Accordingly, the most critical aspect of the feature selection algorithm is searching for an optimal or nearly optimal subset of features that increase the classifier’s accuracy and reduce the computational complexity. Exhaustive search methods like breadth and depth searches are considered infeasible for discovering a subset of features, especially in massive datasets. A dataset containing M features requires the production of 2M feature subsets. The quality of these feature subsets needs to be evaluated (Zhang et al. 2014), which is computationally intensive, especially in wrapper-based approaches, where the learning algorithm must be implemented for each subset. The best way is to treat feature selection as an NP-hard optimization problem. The objective function minimizes the number of selected features while preserving the highest classification accuracy. This means that feature selection problems could benefit from metaheuristics, which have shown extraordinary performance in tackling various optimization problems (Motoda and Liu 2002). Metaheuristic algorithms have the ability to address complex optimization problems because of their dynamic search behaviors and global search capability. Indeed, several meta-heuristic algorithms have been utilized to improve the performance of feature selection process, to name a few, genetic algorithms (Oh et al. 2004), particle swarm optimization (Gu et al. 2018), ant colony optimization (ACO) algorithm (Aghdam et al. 2009), artificial bee colony (ABC) algorithm (Uzer et al. 2013), binary gravitational search algorithm (BGSA) (Papa et al. 2011), scatter search algorithm (SSA) (Wang et al. 2012), archimedes optimization algorithm (AOA) (Desuky et al. 2021), backtracking search algorithm (BSA) (Ghanem and Layeb 2021), and moth-flame optimization (MFO) algorithm (Soliman et al. 2018).

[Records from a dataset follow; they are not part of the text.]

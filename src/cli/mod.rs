//! CLI argument definitions and parsing.

pub mod types;

use clap::{Parser, Subcommand, ValueEnum};
use reqwest::Method;
use std::path::PathBuf;
use types::{LeagueKey, PlayerKey, Week};

#[derive(Debug, Parser)]
#[clap(
    name = "yahoo-fantasy",
    version,
    about = "Yahoo Fantasy Sports API client",
    long_about = "Query Yahoo Fantasy Sports leagues from the command line.\n\n\
                  Set YAHOO_CONSUMER_KEY and YAHOO_CONSUMER_SECRET, run `auth url`, \
                  then `auth exchange <code>` once to store tokens."
)]
pub struct YahooCli {
    /// Verbose logging to stderr (-v debug, -vv trace).
    #[clap(long, short, action = clap::ArgAction::Count, global = true)]
    pub verbose: u8,

    /// Token file (default: ~/.config/yahoo-fantasy/tokens.json).
    #[clap(long, global = true)]
    pub token_file: Option<PathBuf>,

    #[clap(subcommand)]
    pub command: Commands,
}

#[derive(Debug, Subcommand)]
pub enum Commands {
    /// OAuth2 authorization flow.
    Auth {
        #[clap(subcommand)]
        cmd: AuthCmd,
    },

    /// League metadata and sub-resources.
    League {
        #[clap(subcommand)]
        cmd: LeagueCmd,
    },

    /// The logged-in user and their games.
    User {
        /// Sub-resources to include, e.g. `--out games,leagues`.
        #[clap(long, value_delimiter = ',')]
        out: Vec<String>,
    },

    /// Send a request to any API URL and print the raw response tree.
    Raw {
        #[clap(value_enum, ignore_case = true)]
        method: RawMethod,

        url: String,

        /// XML request body (POST only).
        #[clap(long)]
        body: Option<String>,
    },
}

#[derive(Debug, Subcommand)]
pub enum AuthCmd {
    /// Print the URL where access is granted.
    Url,

    /// Trade the code shown after granting access for tokens.
    Exchange { code: String },

    /// Refresh the stored access token.
    Refresh,
}

#[derive(Debug, Subcommand)]
pub enum LeagueCmd {
    /// League metadata only.
    Meta { league_key: LeagueKey },

    /// Scoring, roster positions and divisions.
    Settings { league_key: LeagueKey },

    Standings { league_key: LeagueKey },

    /// Head-to-head matchups for a week (default: current week).
    Scoreboard {
        league_key: LeagueKey,

        #[clap(long, short)]
        week: Option<Week>,
    },

    Teams { league_key: LeagueKey },

    DraftResults { league_key: LeagueKey },

    Transactions { league_key: LeagueKey },

    /// Stats for specific players (repeatable): `-p nfl.p.30977 -p nfl.p.31002`.
    Players {
        league_key: LeagueKey,

        #[clap(long = "player-key", short = 'p', required = true)]
        player_keys: Vec<PlayerKey>,

        #[clap(long, short)]
        week: Option<Week>,
    },
}

#[derive(Debug, Clone, Copy, PartialEq, Eq, ValueEnum)]
pub enum RawMethod {
    Get,
    Post,
}

impl From<RawMethod> for Method {
    fn from(method: RawMethod) -> Self {
        match method {
            RawMethod::Get => Method::GET,
            RawMethod::Post => Method::POST,
        }
    }
}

Most of the originally introduced optimization techniques often suffer from some performance shortcomings, especially when implemented in large-scale datasets. These shortcomings are due to the imbalance between the exploration and exploitation stages, leading to falling into local optima or not converging properly. In this case, most of the feature selection literature has recently tended to modify existing metaheuristics algorithms to improve their performance or hybridize between different metaheuristics algorithms to take advantage of one technique to improve the search efficiency of the other. For instance, the hybridization between Harris hawks optimization (HHO) algorithm with simulated annealing (SA) (Abdel-Basset et al. 2021), arithmetic optimization algorithm (AOA) with genetic algorithm (GA) (Ewees et al. 2021), salp swarm algorithm (SSA) with sine cosine algorithm (SCA) (Neggaz et al. 2020), and the combination of seagull optimization algorithm (SOA) and Lévy flight and mutation operator (Ewees et al. 2022).

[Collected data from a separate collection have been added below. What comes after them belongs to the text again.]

//! Integration tests for league and user resources over HTTP

use serde_json::{json, Value};
use std::cell::RefCell;
use std::time::Duration;
use wiremock::{
    matchers::{body_string, header, method, path, query_param},
    Mock, MockServer, ResponseTemplate,
};
use yahoo_fantasy::{with_callback, Credentials, YahooError, YahooFantasy};

fn bearer_client(server: &MockServer) -> YahooFantasy {
    let yf = YahooFantasy::builder(Credentials::new("ck", "cs"))
        .api_base_url(format!("{}/fantasy/v2", server.uri()))
        .auth_base_url(server.uri())
        .build()
        .unwrap();
    yf.set_user_token("at");
    yf
}

async fn serve(server: &MockServer, route: &str, body: Value) {
    Mock::given(method("GET"))
        .and(path(route))
        .and(header("authorization", "Bearer at"))
        .and(query_param("format", "json"))
        .respond_with(ResponseTemplate::new(200).set_body_json(body))
        .expect(1)
        .mount(server)
        .await;
}

fn league_meta() -> Value {
    json!({ "league_key": "nfl.l.1", "name": "Office", "scoring_type": "head" })
}

#[tokio::test]
async fn test_standings_flattened() {
    let server = MockServer::start().await;
    serve(
        &server,
        "/fantasy/v2/league/nfl.l.1/standings",
        json!({
            "fantasy_content": {
                "league": [
                    league_meta(),
                    {
                        "standings": [{
                            "teams": {
                                "0": {
                                    "team": [
                                        [
                                            { "team_key": "nfl.l.1.t.1" },
                                            { "team_id": "1" },
                                            { "name": "Alpha" },
                                            [],
                                            { "managers": [{ "manager": { "manager_id": "1", "nickname": "Sam" } }] }
                                        ],
                                        { "team_points": { "coverage_type": "season", "total": "1402.5" } },
                                        {
                                            "team_standings": {
                                                "rank": 1,
                                                "outcome_totals": { "wins": "9", "losses": "4", "ties": 0 }
                                            }
                                        }
                                    ]
                                },
                                "1": {
                                    "team": [
                                        [{ "team_key": "nfl.l.1.t.2" }, { "name": "Beta" }],
                                        { "team_standings": { "rank": 2 } }
                                    ]
                                },
                                "count": 2
                            }
                        }]
                    }
                ]
            }
        }),
    )
    .await;

    let yf = bearer_client(&server);
    let league = yf.league().standings("nfl.l.1").await.unwrap();

    assert_eq!(league["scoring_type"], "head");
    let standings = league["standings"].as_array().unwrap();
    assert_eq!(standings.len(), 2);

    let first = &standings[0];
    assert_eq!(first["name"], "Alpha");
    assert_eq!(first["rank"], 1);
    assert_eq!(first["outcome_totals"]["wins"], "9");
    assert_eq!(first["team_points"]["total"], "1402.5");
    assert_eq!(first["managers"][0]["nickname"], "Sam");
    assert!(first.get("team_standings").is_none());

    assert_eq!(standings[1]["team_key"], "nfl.l.1.t.2");
    assert_eq!(standings[1]["rank"], 2);
}

#[tokio::test]
async fn test_draft_results() {
    let server = MockServer::start().await;
    serve(
        &server,
        "/fantasy/v2/league/nfl.l.1/draftresults",
        json!({
            "fantasy_content": {
                "league": [
                    league_meta(),
                    {
                        "draft_results": {
                            "0": { "draft_result": { "pick": 1, "round": 1, "team_key": "nfl.l.1.t.3", "player_key": "nfl.p.30977" } },
                            "1": { "draft_result": { "pick": 2, "round": 1, "team_key": "nfl.l.1.t.1", "player_key": "nfl.p.31002" } },
                            "count": 2
                        }
                    }
                ]
            }
        }),
    )
    .await;

    let yf = bearer_client(&server);
    let league = yf.league().draft_results("nfl.l.1").await.unwrap();

    assert_eq!(
        league["draft_results"],
        json!([
            { "pick": 1, "round": 1, "team_key": "nfl.l.1.t.3", "player_key": "nfl.p.30977" },
            { "pick": 2, "round": 1, "team_key": "nfl.l.1.t.1", "player_key": "nfl.p.31002" }
        ])
    );
}

#[tokio::test]
async fn test_transactions_empty_subtree() {
    let server = MockServer::start().await;
    serve(
        &server,
        "/fantasy/v2/league/nfl.l.1/transactions",
        json!({ "fantasy_content": { "league": [league_meta(), { "transactions": [] }] } }),
    )
    .await;

    let yf = bearer_client(&server);
    let league = yf.league().transactions("nfl.l.1").await.unwrap();
    assert_eq!(league["transactions"], json!([]));
}

#[tokio::test]
async fn test_api_error_payload_verbatim() {
    let server = MockServer::start().await;
    let payload = json!({
        "xml:lang": "en-us",
        "yahoo:uri": "/fantasy/v2/league/nfl.l.999/settings",
        "description": "League key nfl.l.999 does not exist.",
        "detail": ""
    });
    Mock::given(method("GET"))
        .and(path("/fantasy/v2/league/nfl.l.999/settings"))
        .respond_with(ResponseTemplate::new(400).set_body_json(json!({ "error": payload.clone() })))
        .mount(&server)
        .await;

    let yf = bearer_client(&server);
    match yf.league().settings("nfl.l.999").await {
        Err(YahooError::Api(body)) => assert_eq!(body, payload),
        other => panic!("expected api error, got {other:?}"),
    }
}

#[tokio::test]
async fn test_raw_post_with_xml_body() {
    let server = MockServer::start().await;
    let xml = "<fantasy_content><transaction><type>add</type></transaction></fantasy_content>";
    Mock::given(method("POST"))
        .and(path("/fantasy/v2/league/nfl.l.1/transactions"))
        .and(header("content-type", "application/xml"))
        .and(body_string(xml))
        .respond_with(
            ResponseTemplate::new(201).set_body_json(json!({ "fantasy_content": { "ok": true } })),
        )
        .expect(1)
        .mount(&server)
        .await;

    let yf = bearer_client(&server);
    let url = format!("{}/fantasy/v2/league/nfl.l.1/transactions", server.uri());
    let tree = yf
        .api(reqwest::Method::POST, &url, Some(xml))
        .await
        .unwrap();
    assert_eq!(tree["fantasy_content"]["ok"], true);
}

#[tokio::test]
async fn test_with_callback_reports_outcome() {
    let server = MockServer::start().await;
    serve(
        &server,
        "/fantasy/v2/league/nfl.l.1/metadata",
        json!({ "fantasy_content": { "league": [league_meta()] } }),
    )
    .await;

    let yf = bearer_client(&server);
    let seen = RefCell::new(None);
    let league = with_callback(yf.league().meta("nfl.l.1"), |outcome| {
        *seen.borrow_mut() = outcome.ok().map(|league| league["name"].clone());
    })
    .await
    .unwrap();

    assert_eq!(league["league_key"], "nfl.l.1");
    assert_eq!(seen.into_inner(), Some(json!("Office")));
}

#[tokio::test]
async fn test_timeout_surfaces_as_transport() {
    let server = MockServer::start().await;
    Mock::given(method("GET"))
        .respond_with(
            ResponseTemplate::new(200)
                .set_body_json(json!({}))
                .set_delay(Duration::from_secs(5)),
        )
        .mount(&server)
        .await;

    let yf = YahooFantasy::builder(Credentials::new("ck", "cs"))
        .api_base_url(format!("{}/fantasy/v2", server.uri()))
        .timeout(Duration::from_millis(200))
        .build()
        .unwrap();

    let err = yf.league().meta("nfl.l.1").await.unwrap_err();
    assert!(matches!(err, YahooError::Transport(_)));
}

However, these methodologies have some restrictions that impact the ultimate solution’s quality. Based on the No Free Lunch Theorem (NFL) (Wolpert and Macready 1997), it is concluded that no algorithm is better than all others with all classes of feature selection problems. Therefore, a new algorithm or an improved version of an existing one must be devised to deal with feature selection challenges more effectively. This is the primary motivation for us to propose a new feature selection approach based on enhancing the performance of a novel metaheuristic algorithm, known as the Sooty Tern Optimization Algorithm (STOA) Dhiman and Kaur (2019). This improvement is made by using the Ant lion optimization (ALO) (Mirjalili 2015a) algorithm to enhance the exploration of STOA due to ALO’s capacity to locate the feasible regions that contain the optimal solution.

The STOA algorithm is a new population-based metaheuristic algorithm developed by Dhiman and Kaur, through simulating the migration and attacking behaviors of sea bird sooty tern in nature (Dhiman and Kaur 2019). It has gotten a lot of attention in the last few decades and has been used in a variety of applications (Ali et al. 2021; Zheng et al. 2021; Kader and Zamli 2022). Despite eminent applications, STOA is still needed more improvement to overcome its limitations. For example, the STOA exploration phase is based on the best solution only which prevents it to explore the search space properly in order to find the prominent region that contains the optimal solution. On the other hand, ALO is popular metaheuristic algorithm proposed by Mirjalili (2015a), and it is inspired by the hunting mechanism of antlions. It is characterized by good exploration and exploitation phases, avoidance of falling into the local optimum level, and rapid convergence of the optimal solution.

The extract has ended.